Bat był łodzią smukłą o średnich rozmiarach. Miał około 15 metrów długości i 2,5 metra szerokości. Napędzany był żaglem rozprzowym i dodatkowo, rozpinanym na sztagu, żaglem prostokątnym

Dawne łodzie wiślane dzielą się na: żaglowe pływające w górę i dół rzeki; i te pozbawione masztu; wszystkie one są płaskodenne. Wyróżnia się również łodzie wykorzystywane w gospodarstwach nadwiślańskich. Tradycyjne szkutnictwo zaczęło upadać pod koniec XIX wieku, gdy dla drewnianych łodzi wiślanych pojawiało się coraz to więcej alternatyw transportu na rzece i na lądzie.

Łodzie żaglowe:

Szkuta miała około 30 metrów długości i około 100 ton ładowności.
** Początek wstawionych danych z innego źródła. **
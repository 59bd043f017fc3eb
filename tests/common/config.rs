//! Test configuration helpers for building exporters against a mock server

use super::fixtures::SESSION_COOKIE;
use dw_export::session::bootstrap;
use dw_export::{Config, CookieSource, Exporter, PauseRange, Transport};
use std::path::Path;
use std::time::Duration;
use wiremock::MockServer;

/// Configuration pointed at `server` with every delay disabled
///
/// All output (exports, diagnostics, ledgers) lands under `dir`.
pub fn fast_config(server: &MockServer, dir: &Path) -> Config {
    let mut config = Config::default();

    config.retry.min_delay = Duration::ZERO;
    config.retry.max_delay = Duration::ZERO;
    config.retry.max_retries = 2;
    config.retry.backoff_base = 0.001;
    config.retry.backoff_jitter = Duration::ZERO;
    config.retry.request_timeout = Duration::from_secs(5);

    config.site.base_url = server.uri();

    config.export.output_dir = dir.join("dw_exports");
    config.export.debug_dir = dir.join("dw_debug");

    config.batch.failure_log = dir.join("failed_months.csv");
    config.batch.normal_pause = PauseRange::ZERO;
    config.batch.grumpy_pause = PauseRange::ZERO;

    config
}

/// Exporter with the mock session cookie
pub async fn create_exporter(config: &Config) -> Exporter {
    let source = CookieSource::Header(SESSION_COOKIE.to_string());
    let client = bootstrap(&source, &config.site, config.retry.request_timeout)
        .await
        .expect("Failed to bootstrap session");
    let transport = Transport::new(client, config.retry.clone());
    Exporter::new(transport, config.site.clone(), config.export.clone())
}
//! Core data types shared by the queue, pool, engine and suite runner.
//!
//! - [`TestDefinition`] and its [`TestStatus`] lifecycle
//! - [`Step`] with [`ActionKind`], [`StepOptions`] and [`StepResult`]
//! - [`TestResult`] and streamed [`LogEntry`] lines
//! - [`Worker`] and [`WorkerStatus`]
//! - [`Suite`] and [`SuiteResult`]

pub mod step;
pub mod suite;
pub mod worker;

pub use step::{ActionKind, LocatorStrategy, Step, StepOptions, StepResult};
pub use suite::{ExecutionStrategy, Suite, SuiteConfig, SuiteResult};
pub use test::{
    BrowserKind, BrowserOptions, LogEntry, LogLevel, Priority, TestDefinition, TestResult,
    TestStatus, Variables,
};
pub use worker::{Worker, WorkerStatus};
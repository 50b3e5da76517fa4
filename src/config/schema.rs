//! Configuration schema definitions for testgrid.
//!
//! Every section and every field has a default, so an empty file is a valid
//! configuration.
//!
//! # Schema Overview
//!
//! ```text
//! Config (root)
//! ├── QueueConfig        - Capacity, queue timeout, sweep and retention
//! ├── PoolConfig         - Worker bounds and idle reclamation
//! ├── AutoScalerConfig   - Scaling thresholds and steps
//! ├── ExecutionConfig    - Whole-test retry delay, screenshot directory
//! └── StoreConfig        - Tagged enum selecting the store
//!     ├── Memory         - In-process maps
//!     └── File           - JSON files under a directory
//! ```

use std::path::PathBuf;
use std::time::Duration;

use serde::{Deserialize, Serialize};

/// Root configuration structure for testgrid.
///
/// # TOML Structure
///
/// ```toml
/// [queue]
/// max_size = 100
/// timeout_secs = 1800
///
/// [pool]
/// min_workers = 3
/// max_workers = 10
///
/// [autoscaler]
/// enabled = true
/// check_interval_ms = 10000
///
/// [store]
/// type = "file"
/// dir = "~/.testgrid"
/// ```
///
/// # Example
///
/// ```
/// use testgrid::config::Config;
///
/// let config: Config = toml::from_str(r#"
///     [pool]
///     max_workers = 4
/// "#).unwrap();
/// assert_eq!(config.pool.max_workers, 4);
/// assert_eq!(config.queue.max_size, 100);
/// ```
#[derive(Debug, Clone, Default, PartialEq, Deserialize, Serialize)]
pub struct Config {
    #[serde(default)]
    pub queue: QueueConfig,

    #[serde(default)]
    pub pool: PoolConfig,

    #[serde(default)]
    pub autoscaler: AutoScalerConfig,

    #[serde(default)]
    pub execution: ExecutionConfig,

    #[serde(default)]
    pub store: StoreConfig,
}

/// Work queue settings.
///
/// # Defaults
///
/// | Field | Default |
/// |-------|---------|
/// | `max_size` | 100 |
/// | `timeout_secs` | 1800 (30 minutes) |
/// | `sweep_interval_secs` | 60 |
/// | `retention_secs` | 300 (5 minutes) |
#[derive(Debug, Clone, PartialEq, Deserialize, Serialize)]
pub struct QueueConfig {
    /// Maximum number of queued tests. Submissions beyond this are rejected.
    #[serde(default = "default_queue_max_size")]
    pub max_size: usize,

    /// How long a test may wait in the queue before it times out.
    #[serde(default = "default_queue_timeout")]
    pub timeout_secs: u64,

    /// How often the timeout and retention sweep runs.
    #[serde(default = "default_sweep_interval")]
    pub sweep_interval_secs: u64,

    /// How long finished tests stay queryable in memory.
    #[serde(default = "default_retention")]
    pub retention_secs: u64,
}

impl Default for QueueConfig {
    fn default() -> Self {
        Self {
            max_size: default_queue_max_size(),
            timeout_secs: default_queue_timeout(),
            sweep_interval_secs: default_sweep_interval(),
            retention_secs: default_retention(),
        }
    }
}

impl QueueConfig {
    pub fn timeout(&self) -> Duration {
        Duration::from_secs(self.timeout_secs)
    }

    pub fn sweep_interval(&self) -> Duration {
        Duration::from_secs(self.sweep_interval_secs)
    }

    pub fn retention(&self) -> Duration {
        Duration::from_secs(self.retention_secs)
    }
}

fn default_queue_max_size() -> usize {
    100
}

fn default_queue_timeout() -> u64 {
    1800 // 30 minutes
}

fn default_sweep_interval() -> u64 {
    60
}

fn default_retention() -> u64 {
    300
}

/// Worker pool settings.
///
/// # Defaults
///
/// | Field | Default |
/// |-------|---------|
/// | `min_workers` | 3 |
/// | `max_workers` | 10 |
/// | `idle_timeout_secs` | 300 (5 minutes) |
/// | `reclaim_interval_secs` | 60 |
#[derive(Debug, Clone, PartialEq, Deserialize, Serialize)]
pub struct PoolConfig {
    /// Workers created at startup; reclamation never goes below this.
    #[serde(default = "default_min_workers")]
    pub min_workers: usize,

    #[serde(default = "default_max_workers")]
    pub max_workers: usize,

    /// Idle time after which a worker above the minimum may be removed.
    #[serde(default = "default_idle_timeout")]
    pub idle_timeout_secs: u64,

    #[serde(default = "default_reclaim_interval")]
    pub reclaim_interval_secs: u64,
}

impl Default for PoolConfig {
    fn default() -> Self {
        Self {
            min_workers: default_min_workers(),
            max_workers: default_max_workers(),
            idle_timeout_secs: default_idle_timeout(),
            reclaim_interval_secs: default_reclaim_interval(),
        }
    }
}

impl PoolConfig {
    pub fn idle_timeout(&self) -> Duration {
        Duration::from_secs(self.idle_timeout_secs)
    }

    pub fn reclaim_interval(&self) -> Duration {
        Duration::from_secs(self.reclaim_interval_secs)
    }
}

fn default_min_workers() -> usize {
    3
}

fn default_max_workers() -> usize {
    10
}

fn default_idle_timeout() -> u64 {
    300
}

fn default_reclaim_interval() -> u64 {
    60
}

/// Autoscaler settings. Worker bounds come from `[pool]`.
///
/// # Defaults
///
/// | Field | Default |
/// |-------|---------|
/// | `enabled` | false |
/// | `check_interval_ms` | 10000 |
/// | `scale_up_threshold` | 2 |
/// | `scale_down_threshold` | 0 |
/// | `scale_up_step` | 1 |
/// | `scale_down_step` | 1 |
#[derive(Debug, Clone, PartialEq, Deserialize, Serialize)]
pub struct AutoScalerConfig {
    #[serde(default)]
    pub enabled: bool,

    #[serde(default = "default_check_interval")]
    pub check_interval_ms: u64,

    /// Queue length at or above which the pool grows when no worker is idle.
    #[serde(default = "default_scale_up_threshold")]
    pub scale_up_threshold: usize,

    /// Queue length at or below which surplus idle workers are removed.
    #[serde(default)]
    pub scale_down_threshold: usize,

    #[serde(default = "default_step")]
    pub scale_up_step: usize,

    #[serde(default = "default_step")]
    pub scale_down_step: usize,
}

impl Default for AutoScalerConfig {
    fn default() -> Self {
        Self {
            enabled: false,
            check_interval_ms: default_check_interval(),
            scale_up_threshold: default_scale_up_threshold(),
            scale_down_threshold: 0,
            scale_up_step: default_step(),
            scale_down_step: default_step(),
        }
    }
}

fn default_check_interval() -> u64 {
    10_000
}

fn default_scale_up_threshold() -> usize {
    2
}

fn default_step() -> usize {
    1
}

/// Test execution settings.
#[derive(Debug, Clone, PartialEq, Deserialize, Serialize)]
pub struct ExecutionConfig {
    /// Pause between whole-test retry attempts.
    ///
    /// Default: 3000
    #[serde(default = "default_test_retry_delay")]
    pub test_retry_delay_ms: u64,

    /// Where drivers that write image files put screenshots.
    ///
    /// Default: "screenshots"
    #[serde(default = "default_screenshots_dir")]
    pub screenshots_dir: PathBuf,

    /// Fallback period of the dispatcher when no wake-up arrives.
    ///
    /// Default: 1000
    #[serde(default = "default_dispatch_poll")]
    pub dispatch_poll_ms: u64,
}

impl Default for ExecutionConfig {
    fn default() -> Self {
        Self {
            test_retry_delay_ms: default_test_retry_delay(),
            screenshots_dir: default_screenshots_dir(),
            dispatch_poll_ms: default_dispatch_poll(),
        }
    }
}

fn default_test_retry_delay() -> u64 {
    3000
}

fn default_screenshots_dir() -> PathBuf {
    PathBuf::from("screenshots")
}

fn default_dispatch_poll() -> u64 {
    1000
}

/// Store selection.
///
/// ```toml
/// [store]
/// type = "file"
/// dir = "./testgrid-data"
/// ```
#[derive(Debug, Clone, Default, PartialEq, Deserialize, Serialize)]
#[serde(tag = "type", rename_all = "lowercase")]
pub enum StoreConfig {
    #[default]
    Memory,
    File {
        #[serde(default = "default_store_dir")]
        dir: PathBuf,
    },
}

fn default_store_dir() -> PathBuf {
    PathBuf::from("testgrid-data")
}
W zależności od rozmiaru statku w skład załogi mogło wchodzić szesnastu, osiemnastu lub nawet dwudziestu flisaków. Na każdego flisaka przypadało jedno wiosło. Najczęściej spławiano nią zboże do Gdańska. Szkuta była statkiem żaglowym i w drodze powrotnej mogła wracać przy wykorzystaniu wiatru. To właśnie szkuty były kiedyś główną jednostką pływającą po Wiśle.      
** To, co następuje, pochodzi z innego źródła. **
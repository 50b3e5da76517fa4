//! Test suites and their aggregated results.

use chrono::{DateTime, Utc};
use serde::{Deserialize, Serialize};

use super::step::{Step, StepOptions, StepResult};
use super::test::{BrowserOptions, TestDefinition, TestResult, TestStatus, new_id};

fn default_max_parallel() -> usize {
    3
}

fn default_true() -> bool {
    true
}

/// How suite members are issued.
#[derive(Debug, Clone, Copy, Default, PartialEq, Eq, Serialize, Deserialize)]
#[serde(tag = "type", rename_all = "lowercase")]
pub enum ExecutionStrategy {
    /// One member at a time, in declaration order.
    #[default]
    Sequential,
    /// Up to `max_parallel` members in flight.
    Parallel {
        #[serde(default = "default_max_parallel")]
        max_parallel: usize,
    },
}

/// Configuration shared by every member of a suite.
#[derive(Debug, Clone, PartialEq, Serialize, Deserialize)]
pub struct SuiteConfig {
    #[serde(default)]
    pub browser: Option<BrowserOptions>,

    #[serde(default = "default_true")]
    pub take_screenshots: bool,

    #[serde(default = "default_true")]
    pub continue_on_failure: bool,

    #[serde(default)]
    pub step_options: Option<StepOptions>,
}

impl Default for SuiteConfig {
    fn default() -> Self {
        Self {
            browser: None,
            take_screenshots: true,
            continue_on_failure: true,
            step_options: None,
        }
    }
}

impl SuiteConfig {
    /// Fills the member's unset fields from this configuration.
    ///
    /// Fields the member sets explicitly are left alone.
    pub fn apply_to(&self, test: &mut TestDefinition) {
        if test.browser.is_none() {
            test.browser = self.browser.clone();
        }
        if test.take_screenshots.is_none() {
            test.take_screenshots = Some(self.take_screenshots);
        }
        if test.continue_on_failure.is_none() {
            test.continue_on_failure = Some(self.continue_on_failure);
        }
        if test.step_options.is_none() {
            test.step_options = self.step_options.clone();
        }
    }
}

/// A named group of tests run together.
#[derive(Debug, Clone, PartialEq, Serialize, Deserialize)]
pub struct Suite {
    #[serde(default = "new_id")]
    pub id: String,

    pub name: String,

    #[serde(default)]
    pub description: Option<String>,

    #[serde(default)]
    pub tags: Vec<String>,

    #[serde(default)]
    pub tests: Vec<TestDefinition>,

    #[serde(default)]
    pub config: SuiteConfig,

    #[serde(default)]
    pub strategy: ExecutionStrategy,

    #[serde(default)]
    pub stop_on_first_failure: bool,

    #[serde(default)]
    pub preconditions: Vec<Step>,

    #[serde(default)]
    pub postconditions: Vec<Step>,

    #[serde(default)]
    pub status: TestStatus,

    #[serde(default)]
    pub created_at: Option<DateTime<Utc>>,

    #[serde(default)]
    pub started_at: Option<DateTime<Utc>>,

    #[serde(default)]
    pub completed_at: Option<DateTime<Utc>>,

    #[serde(default)]
    pub error: Option<String>,
}

impl Suite {
    pub fn new(name: impl Into<String>) -> Self {
        Self {
            id: new_id(),
            name: name.into(),
            description: None,
            tags: Vec::new(),
            tests: Vec::new(),
            config: SuiteConfig::default(),
            strategy: ExecutionStrategy::default(),
            stop_on_first_failure: false,
            preconditions: Vec::new(),
            postconditions: Vec::new(),
            status: TestStatus::Queued,
            created_at: Some(Utc::now()),
            started_at: None,
            completed_at: None,
            error: None,
        }
    }

    pub fn with_test(mut self, test: TestDefinition) -> Self {
        self.tests.push(test);
        self
    }

    pub fn with_strategy(mut self, strategy: ExecutionStrategy) -> Self {
        self.strategy = strategy;
        self
    }

    pub fn with_config(mut self, config: SuiteConfig) -> Self {
        self.config = config;
        self
    }

    pub fn stop_on_first_failure(mut self, stop: bool) -> Self {
        self.stop_on_first_failure = stop;
        self
    }

    pub fn with_precondition(mut self, step: Step) -> Self {
        self.preconditions.push(step);
        self
    }

    pub fn with_postcondition(mut self, step: Step) -> Self {
        self.postconditions.push(step);
        self
    }

    /// Same rules as [`TestDefinition::transition`].
    pub fn transition(&mut self, next: TestStatus, error: Option<String>) -> bool {
        if !self.status.can_transition_to(next) {
            return false;
        }
        let now = Utc::now();
        match next {
            TestStatus::Queued => {}
            TestStatus::Running => self.started_at = Some(now),
            _ => self.completed_at = Some(now),
        }
        self.status = next;
        if error.is_some() {
            self.error = error;
        }
        true
    }

    pub(crate) fn reset_for_run(&mut self) {
        self.status = TestStatus::Queued;
        self.started_at = None;
        self.completed_at = None;
        self.error = None;
    }
}

/// Outcome of one suite run.
#[derive(Debug, Clone, PartialEq, Serialize, Deserialize)]
pub struct SuiteResult {
    pub id: String,
    pub suite_id: String,
    pub suite_name: String,
    pub status: TestStatus,
    pub started_at: DateTime<Utc>,
    pub ended_at: Option<DateTime<Utc>>,
    pub test_results: Vec<TestResult>,
    pub precondition_results: Vec<StepResult>,
    pub postcondition_results: Vec<StepResult>,
    /// Ids of members that were never issued.
    pub not_run: Vec<String>,
    pub error: Option<String>,
}

impl SuiteResult {
    pub fn start(suite: &Suite) -> Self {
        Self {
            id: new_id(),
            suite_id: suite.id.clone(),
            suite_name: suite.name.clone(),
            status: TestStatus::Running,
            started_at: Utc::now(),
            ended_at: None,
            test_results: Vec::new(),
            precondition_results: Vec::new(),
            postcondition_results: Vec::new(),
            not_run: Vec::new(),
            error: None,
        }
    }

    pub fn finish(&mut self, status: TestStatus, error: Option<String>) {
        self.status = status;
        if error.is_some() {
            self.error = error;
        }
        self.ended_at = Some(Utc::now());
    }

    pub fn total(&self) -> usize {
        self.test_results.len() + self.not_run.len()
    }

    fn count(&self, status: TestStatus) -> usize {
        self.test_results
            .iter()
            .filter(|r| r.status == status)
            .count()
    }

    pub fn successful(&self) -> usize {
        self.count(TestStatus::Completed)
    }

    /// Failed and timed-out members.
    pub fn failed(&self) -> usize {
        self.count(TestStatus::Failed) + self.count(TestStatus::Timeout)
    }

    pub fn cancelled(&self) -> usize {
        self.count(TestStatus::Cancelled)
    }

    pub fn queued(&self) -> usize {
        self.count(TestStatus::Queued)
    }

    pub fn running(&self) -> usize {
        self.count(TestStatus::Running)
    }

    /// Percentage of recorded members that completed, 0 to 100.
    pub fn success_rate(&self) -> f64 {
        if self.test_results.is_empty() {
            return 0.0;
        }
        self.successful() as f64 * 100.0 / self.test_results.len() as f64
    }

    pub fn total_duration_ms(&self) -> u64 {
        match self.ended_at {
            Some(end) => (end - self.started_at).num_milliseconds().max(0) as u64,
            None => (Utc::now() - self.started_at).num_milliseconds().max(0) as u64,
        }
    }
}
Dubas, zwany również półszkutkiem, z wyglądu przypominał szkutę, był jednak od niej mniejszy. Podobnie jak w przypadku szkuty, występowały różne rozmiary tego typu statków. Załoga mogła liczyć od sześciu do czternastu osób. Transportowano nim przede wszystkim zboże, sól i potaż.
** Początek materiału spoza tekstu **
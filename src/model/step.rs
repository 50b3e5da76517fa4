//! Step definitions, per-step options and step results.

use std::fmt;
use std::str::FromStr;
use std::time::Duration;

use chrono::{DateTime, Utc};
use serde::{Deserialize, Serialize};

/// The action a step performs.
///
/// Names parse case-insensitively and ignore `-`, `_` and spaces, so
/// `wait-for-element`, `waitForElement` and `WAIT_FOR_ELEMENT` are the same
/// action. Unknown names parse to [`ActionKind::Custom`] and resolve through
/// the action registry at run time.
#[derive(Debug, Clone, PartialEq, Eq, Hash, Serialize, Deserialize)]
#[serde(try_from = "String", into = "String")]
pub enum ActionKind {
    Navigate,
    Click,
    Type,
    Fill,
    Wait,
    WaitForNavigation,
    WaitForElement,
    Press,
    PressEnter,
    Select,
    Check,
    Uncheck,
    VerifyText,
    VerifyUrl,
    Expect,
    Screenshot,
    Hover,
    DoubleClick,
    RightClick,
    Focus,
    ScrollIntoView,
    DragAndDrop,
    Evaluate,
    SetVariable,
    GetText,
    GetAttribute,
    Custom(String),
}

impl ActionKind {
    /// Every built-in action, in declaration order.
    pub const BUILTIN: [ActionKind; 26] = [
        Self::Navigate,
        Self::Click,
        Self::Type,
        Self::Fill,
        Self::Wait,
        Self::WaitForNavigation,
        Self::WaitForElement,
        Self::Press,
        Self::PressEnter,
        Self::Select,
        Self::Check,
        Self::Uncheck,
        Self::VerifyText,
        Self::VerifyUrl,
        Self::Expect,
        Self::Screenshot,
        Self::Hover,
        Self::DoubleClick,
        Self::RightClick,
        Self::Focus,
        Self::ScrollIntoView,
        Self::DragAndDrop,
        Self::Evaluate,
        Self::SetVariable,
        Self::GetText,
        Self::GetAttribute,
    ];

    /// Canonical kebab-case name.
    pub fn as_str(&self) -> &str {
        match self {
            Self::Navigate => "navigate",
            Self::Click => "click",
            Self::Type => "type",
            Self::Fill => "fill",
            Self::Wait => "wait",
            Self::WaitForNavigation => "wait-for-navigation",
            Self::WaitForElement => "wait-for-element",
            Self::Press => "press",
            Self::PressEnter => "press-enter",
            Self::Select => "select",
            Self::Check => "check",
            Self::Uncheck => "uncheck",
            Self::VerifyText => "verify-text",
            Self::VerifyUrl => "verify-url",
            Self::Expect => "expect",
            Self::Screenshot => "screenshot",
            Self::Hover => "hover",
            Self::DoubleClick => "double-click",
            Self::RightClick => "right-click",
            Self::Focus => "focus",
            Self::ScrollIntoView => "scroll-into-view",
            Self::DragAndDrop => "drag-and-drop",
            Self::Evaluate => "evaluate",
            Self::SetVariable => "set-variable",
            Self::GetText => "get-text",
            Self::GetAttribute => "get-attribute",
            Self::Custom(name) => name,
        }
    }

    /// Whether this action needs an element locator.
    pub fn needs_target(&self) -> bool {
        matches!(
            self,
            Self::Click
                | Self::Type
                | Self::Fill
                | Self::WaitForElement
                | Self::Select
                | Self::Check
                | Self::Uncheck
                | Self::VerifyText
                | Self::Expect
                | Self::Hover
                | Self::DoubleClick
                | Self::RightClick
                | Self::Focus
                | Self::ScrollIntoView
                | Self::DragAndDrop
                | Self::GetText
                | Self::GetAttribute
                | Self::SetVariable
        )
    }
}

impl fmt::Display for ActionKind {
    fn fmt(&self, f: &mut fmt::Formatter<'_>) -> fmt::Result {
        f.write_str(self.as_str())
    }
}

impl FromStr for ActionKind {
    type Err = String;

    fn from_str(s: &str) -> Result<Self, Self::Err> {
        let trimmed = s.trim();
        if trimmed.is_empty() {
            return Err("Invalid action: empty name".to_string());
        }
        let compact: String = trimmed
            .chars()
            .filter(|c| !matches!(c, '-' | '_' | ' '))
            .flat_map(char::to_lowercase)
            .collect();

        let kind = match compact.as_str() {
            "navigate" | "goto" => Self::Navigate,
            "click" => Self::Click,
            "type" => Self::Type,
            "fill" => Self::Fill,
            "wait" => Self::Wait,
            "waitfornavigation" => Self::WaitForNavigation,
            "waitforelement" | "waitforselector" => Self::WaitForElement,
            "press" => Self::Press,
            "pressenter" => Self::PressEnter,
            "select" => Self::Select,
            "check" => Self::Check,
            "uncheck" => Self::Uncheck,
            "verifytext" => Self::VerifyText,
            "verifyurl" => Self::VerifyUrl,
            "expect" => Self::Expect,
            "screenshot" => Self::Screenshot,
            "hover" => Self::Hover,
            "doubleclick" => Self::DoubleClick,
            "rightclick" => Self::RightClick,
            "focus" => Self::Focus,
            "scrollintoview" => Self::ScrollIntoView,
            "draganddrop" => Self::DragAndDrop,
            "evaluate" => Self::Evaluate,
            "setvariable" => Self::SetVariable,
            "gettext" => Self::GetText,
            "getattribute" => Self::GetAttribute,
            _ => Self::Custom(trimmed.to_string()),
        };
        Ok(kind)
    }
}

impl TryFrom<String> for ActionKind {
    type Error = String;

    fn try_from(value: String) -> Result<Self, Self::Error> {
        value.parse()
    }
}

impl From<ActionKind> for String {
    fn from(kind: ActionKind) -> Self {
        kind.as_str().to_string()
    }
}

/// How a step's target string addresses an element.
#[derive(Debug, Clone, Copy, Default, PartialEq, Eq, Hash, Serialize, Deserialize)]
#[serde(rename_all = "lowercase")]
pub enum LocatorStrategy {
    Id,
    Class,
    Name,
    Xpath,
    #[default]
    Css,
}

impl LocatorStrategy {
    /// Renders `target` as a single selector string for this strategy.
    pub fn selector(&self, target: &str) -> String {
        match self {
            Self::Id => format!("#{target}"),
            Self::Class => format!(".{target}"),
            Self::Name => format!("[name=\"{target}\"]"),
            Self::Xpath => format!("xpath={target}"),
            Self::Css => target.to_string(),
        }
    }
}

fn default_retry_delay_ms() -> u64 {
    1000
}

fn default_true() -> bool {
    true
}

/// Per-step execution options.
///
/// # Defaults
///
/// | Field | Default |
/// |-------|---------|
/// | `force` | false |
/// | `wait_for_animations` | true |
/// | `delay_ms` | 0 |
/// | `retries` | 0 |
/// | `retry_delay_ms` | 1000 |
/// | `screenshot_before` / `screenshot_after` | false |
/// | `continue_on_failure` | false |
#[derive(Debug, Clone, PartialEq, Eq, Serialize, Deserialize)]
pub struct StepOptions {
    #[serde(default)]
    pub force: bool,

    #[serde(default = "default_true")]
    pub wait_for_animations: bool,

    /// Pause before the step runs.
    #[serde(default)]
    pub delay_ms: u64,

    /// Extra attempts after the first failure of this step.
    #[serde(default)]
    pub retries: u32,

    #[serde(default = "default_retry_delay_ms")]
    pub retry_delay_ms: u64,

    #[serde(default)]
    pub screenshot_before: bool,

    #[serde(default)]
    pub screenshot_after: bool,

    #[serde(default)]
    pub continue_on_failure: bool,
}

impl Default for StepOptions {
    fn default() -> Self {
        Self {
            force: false,
            wait_for_animations: true,
            delay_ms: 0,
            retries: 0,
            retry_delay_ms: default_retry_delay_ms(),
            screenshot_before: false,
            screenshot_after: false,
            continue_on_failure: false,
        }
    }
}

impl StepOptions {
    pub fn delay(&self) -> Duration {
        Duration::from_millis(self.delay_ms)
    }

    pub fn retry_delay(&self) -> Duration {
        Duration::from_millis(self.retry_delay_ms)
    }
}

fn default_step_timeout_ms() -> u64 {
    30_000
}

/// One browser action within a test.
#[derive(Debug, Clone, PartialEq, Serialize, Deserialize)]
pub struct Step {
    pub action: ActionKind,

    /// Element locator, or URL for `navigate`.
    #[serde(default)]
    pub target: Option<String>,

    #[serde(default)]
    pub strategy: LocatorStrategy,

    #[serde(default)]
    pub value: Option<String>,

    /// Attribute name read by `get-attribute`.
    #[serde(default)]
    pub attribute: Option<String>,

    #[serde(default = "default_step_timeout_ms")]
    pub timeout_ms: u64,

    #[serde(default)]
    pub description: Option<String>,

    #[serde(default)]
    pub options: Option<StepOptions>,
}

impl Step {
    pub fn new(action: ActionKind) -> Self {
        Self {
            action,
            target: None,
            strategy: LocatorStrategy::default(),
            value: None,
            attribute: None,
            timeout_ms: default_step_timeout_ms(),
            description: None,
            options: None,
        }
    }

    pub fn navigate(url: impl Into<String>) -> Self {
        Self::new(ActionKind::Navigate).with_target(url)
    }

    pub fn click(selector: impl Into<String>) -> Self {
        Self::new(ActionKind::Click).with_target(selector)
    }

    pub fn fill(selector: impl Into<String>, text: impl Into<String>) -> Self {
        Self::new(ActionKind::Fill)
            .with_target(selector)
            .with_value(text)
    }

    pub fn verify_text(selector: impl Into<String>, expected: impl Into<String>) -> Self {
        Self::new(ActionKind::VerifyText)
            .with_target(selector)
            .with_value(expected)
    }

    pub fn with_target(mut self, target: impl Into<String>) -> Self {
        self.target = Some(target.into());
        self
    }

    pub fn with_value(mut self, value: impl Into<String>) -> Self {
        self.value = Some(value.into());
        self
    }

    pub fn with_strategy(mut self, strategy: LocatorStrategy) -> Self {
        self.strategy = strategy;
        self
    }

    pub fn with_attribute(mut self, attribute: impl Into<String>) -> Self {
        self.attribute = Some(attribute.into());
        self
    }

    pub fn with_description(mut self, description: impl Into<String>) -> Self {
        self.description = Some(description.into());
        self
    }

    pub fn with_options(mut self, options: StepOptions) -> Self {
        self.options = Some(options);
        self
    }

    pub fn with_timeout(mut self, timeout: Duration) -> Self {
        self.timeout_ms = timeout.as_millis() as u64;
        self
    }

    pub fn timeout(&self) -> Duration {
        Duration::from_millis(self.timeout_ms)
    }

    /// Step options, falling back to the given defaults, then to
    /// [`StepOptions::default`].
    pub fn effective_options(&self, defaults: Option<&StepOptions>) -> StepOptions {
        self.options
            .clone()
            .or_else(|| defaults.cloned())
            .unwrap_or_default()
    }

    /// Human-readable label used in logs and results.
    pub fn label(&self) -> String {
        if let Some(description) = &self.description {
            return description.clone();
        }
        match &self.target {
            Some(target) => format!("{} {}", self.action, target),
            None => self.action.to_string(),
        }
    }
}

/// Outcome of one step within one attempt.
#[derive(Debug, Clone, PartialEq, Serialize, Deserialize)]
pub struct StepResult {
    pub index: usize,
    pub action: ActionKind,
    pub description: String,
    pub success: bool,
    pub error: Option<String>,
    pub screenshot: Option<String>,
    pub started_at: DateTime<Utc>,
    pub ended_at: Option<DateTime<Utc>>,
    pub duration_ms: u64,
}

impl StepResult {
    pub fn start(index: usize, step: &Step) -> Self {
        Self {
            index,
            action: step.action.clone(),
            description: step.label(),
            success: false,
            error: None,
            screenshot: None,
            started_at: Utc::now(),
            ended_at: None,
            duration_ms: 0,
        }
    }

    pub fn finish(&mut self, success: bool, error: Option<String>) {
        let now = Utc::now();
        self.success = success;
        self.error = error;
        self.duration_ms = (now - self.started_at).num_milliseconds().max(0) as u64;
        self.ended_at = Some(now);
    }
}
Bat był łodzią smukłą o średnich rozmiarach. Miał około 15 metrów długości i 2,5 metra szerokości. Napędzany był żaglem rozprzowym i dodatkowo, rozpinanym na sztagu, żaglem prostokątnym.  

Łyżwy i berlinki były ożaglowanymi statkami nowego typu o smukłym kształcie. Pojawiły się na Wiśle w XVIII wieku. Łyżwa osiągała długość do 25 metrów i liczyła od ośmiu do dziesięciu załogantów; berlinka była dłuższa do 35 metrów, ale miała mniejszą załogę, od czterech do sześciu flisów.

Kozy to małe jednostki żaglowe, które służyły do załadunku i wyładunku większych jednostek, gdy te nie mogły przybić do brzegu lub gdy utknęły na mieliźnie.

Łodzie bez masztu:

Komięga była jednostką wiosłową o prostej budowie w kształcie czworoboku. Załoga tej łodzi liczyła od ośmiu do dwunastu flisów. Przeważnie spławiano nią zboże, a rzadziej potaż i kamień.

Galar był statkiem wiślanym jednorazowego użytku, po przybyciu do Gdańska rozbierano go, a drewno sprzedawano. Galar był jednostką płaską, prawie że prostokątną, do 20 metrów długości.

Wyszczególnić należy galary z Łączan, które pływały do Krakowa lub nawet dalej do Sandomierza, a z powrotem w górę rzeki były burłaczone. Galary z Łączan często transportowały węgiel, który był ładowany nad brzegami Przemszy. Ich długość nie mogła przekraczać szerokości Przemszy, ponieważ podczas załadunku konieczne było obrócenie łodzi na rzece.